Related: How to Apologise at Work: Guided Steps and Examples

How to develop your people management ability

Below are some strategies you can use to develop your people management ability:

1. Take part in management training

Companies often offer management training for leaders across different departments and teams. These training sessions can provide useful strategies to develop your people management ability and to build relationships and networks. You may contact the human resources department at your company for information on any opportunities. If there are no management training programmes in place, you could initiate and organise such programmes yourself.

2. Enrol in professional development courses

If your company does not offer in-house training programmes, you may wish to enrol in professional development courses at universities or educational institutions. It's a good idea to check whether you're eligible for funding from your company to take such courses. These courses specialise in training you to develop one or more people management skills.
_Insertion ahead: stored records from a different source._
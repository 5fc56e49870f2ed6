pub mod config;
pub mod dataset;
pub mod error;
pub mod task;

pub use config::ExperimentConfig;
pub use dataset::{generate, Chunk, Dataset, DatasetShape};
pub use error::*;
pub use task::{CostModel, Task, Workload};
3. Read books on developing people management

A more cost-effective option is to read books on people management. You may research different authors and their strategies and choose the books that you think can be effective in helping you develop people management skills. You can also share these books with employees after you're done reading them.
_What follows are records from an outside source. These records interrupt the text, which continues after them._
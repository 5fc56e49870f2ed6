use std::sync::{Condvar, Mutex};

use crate::sync::{lock, wait};

#[derive(Debug, Default)]
struct LatchState {
    /// A round has been started and its completion not yet observed.
    open: bool,
    /// Workers that reported done for the open round.
    done: usize,
}

/// Round-completion detection shared by the driver and every worker.
///
/// The Nth `signal_done` wakes the driver blocked in `wait_all_done`, which
/// resets the counter before returning so the next round can open.
#[derive(Debug)]
pub(crate) struct RoundLatch {
    workers: usize,
    state: Mutex<LatchState>,
    all_done: Condvar,
}

impl RoundLatch {
    pub fn new(workers: usize) -> Self {
        Self {
            workers,
            state: Mutex::new(LatchState::default()),
            all_done: Condvar::new(),
        }
    }

    /// Mark a round as started. Panics if the previous one is still open.
    pub fn open(&self) {
        let mut state = lock(&self.state);
        assert!(
            !state.open,
            "round started before the previous round's completion was observed"
        );
        state.open = true;
        state.done = 0;
    }

    pub fn is_open(&self) -> bool {
        lock(&self.state).open
    }

    pub fn signal_done(&self) {
        let notify = {
            let mut state = lock(&self.state);
            state.done += 1;
            debug_assert!(state.done <= self.workers, "more done reports than workers");
            state.done == self.workers
        };
        if notify {
            self.all_done.notify_one();
        }
    }

    /// Block until every worker reported done, then close the round.
    pub fn wait_all_done(&self) {
        let mut state = lock(&self.state);
        assert!(state.open, "waited for a round that was never started");
        while state.done < self.workers {
            state = wait(&self.all_done, state);
        }
        state.done = 0;
        state.open = false;
    }
}
//! Round-based worker pool and the three task-assignment policies.
//!
//! The driver owns a [`WorkerPool`] for a whole run. Each chunk is one round:
//! `start_round` publishes the work and wakes every worker, `wait_round_done`
//! blocks until the last worker reports. Policies only decide how a worker
//! finds its tasks inside the round.

mod latch;
pub mod metrics;
pub mod policy;
pub mod pool;
pub mod runner;
pub mod timing;
pub mod types;
mod worker;

pub use metrics::{ChunkTiming, WorkerStats};
pub use policy::{AtomicQueued, Policy, Preassigned, Queued, Subset};
pub use pool::WorkerPool;
pub use runner::{compare_policies, run_experiment, ExperimentReport};
pub use timing::{CsvTimingSink, TimingSink};
pub use types::PolicyKind;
4. Network with other managers and professionals

Networking with other managers and professionals can be a great way to gain insights and advice on managing your team and building relationships with your team members. You may attend business conferences, conventions or connect with them on online professional networking sites. You can consider modelling team structures and processes off of other successful teams.

5. Build a regular feedback, reward and remedy system

You can build up your people management ability by putting in place a feedback, reward and remedy system that identifies talent and solves problems. It's also important that you carry out this system regularly. This helps make sure that you're noticing and appreciating employees' work and that you're available for any help that they need.
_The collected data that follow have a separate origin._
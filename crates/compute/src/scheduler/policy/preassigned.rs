use std::ops::Range;

use partbench_core::{Chunk, Task};

use super::{subset_range, Policy};
use crate::scheduler::types::PolicyKind;

/// Static partitioning with a fixed worker → subset mapping.
///
/// Each worker knows its own range from construction. A round start only
/// hands every worker the chunk along with its wake-up; there is no
/// per-round assignment.
#[derive(Debug)]
pub struct Preassigned {
    ranges: Vec<Range<usize>>,
}

impl Preassigned {
    pub fn range_of(&self, worker: usize) -> Range<usize> {
        self.ranges[worker].clone()
    }
}

impl Policy for Preassigned {
    type Job = Chunk;

    const KIND: PolicyKind = PolicyKind::Preassigned;

    fn for_pool(workers: usize, chunk_size: usize) -> Self {
        let subset = chunk_size / workers;
        Self {
            ranges: (0..workers).map(|w| subset_range(w, subset)).collect(),
        }
    }

    fn begin_round(&self, _chunk: &Chunk) {}

    fn job_for(&self, chunk: &Chunk, _worker: usize) -> Chunk {
        chunk.clone()
    }

    fn drain<F: FnMut(&Task)>(&self, worker: usize, chunk: Chunk, visit: F) {
        chunk.subset(self.range_of(worker)).iter().for_each(visit);
    }
}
Related: What Is Company Culture? (With Components and Examples)

Why is people management important?

Managing people is important for a number of reasons including:

1. Handling interpersonal conflicts

Managers and employees in leadership positions have an important role in resolving conflicts. Effective people management can help you mediate conflicts between employees in a way that promotes collaboration and respect. Reducing interpersonal conflict can create a more positive and productive work environment.

2. Leading employee training

Training and induction programmes are crucial to make sure that employees can fully understand and integrate into the procedures of a business. As a workplace leader, you may be responsible for onboarding new employees and coaching current employees. Effective people management means that you can provide constructive feedback and mentor employees so they can succeed in their positions.

3. Managing deadlines

Directing employees includes assigning tasks and establishing achievable goals. Effective people management can help you evaluate your team's resources and set realistic deadlines that encourage progress. Consistently meeting your own deadlines can also motivate employees to meet their own.

4. Building company culture

As a workplace leader, you have the power to influence and promote the company's culture into a positive one. You can use your people management responsibilities to build rapport, give support and advice and provide constructive feedback on employees to create a fair and supportive work culture. Positive and supportive work cultures are often more productive.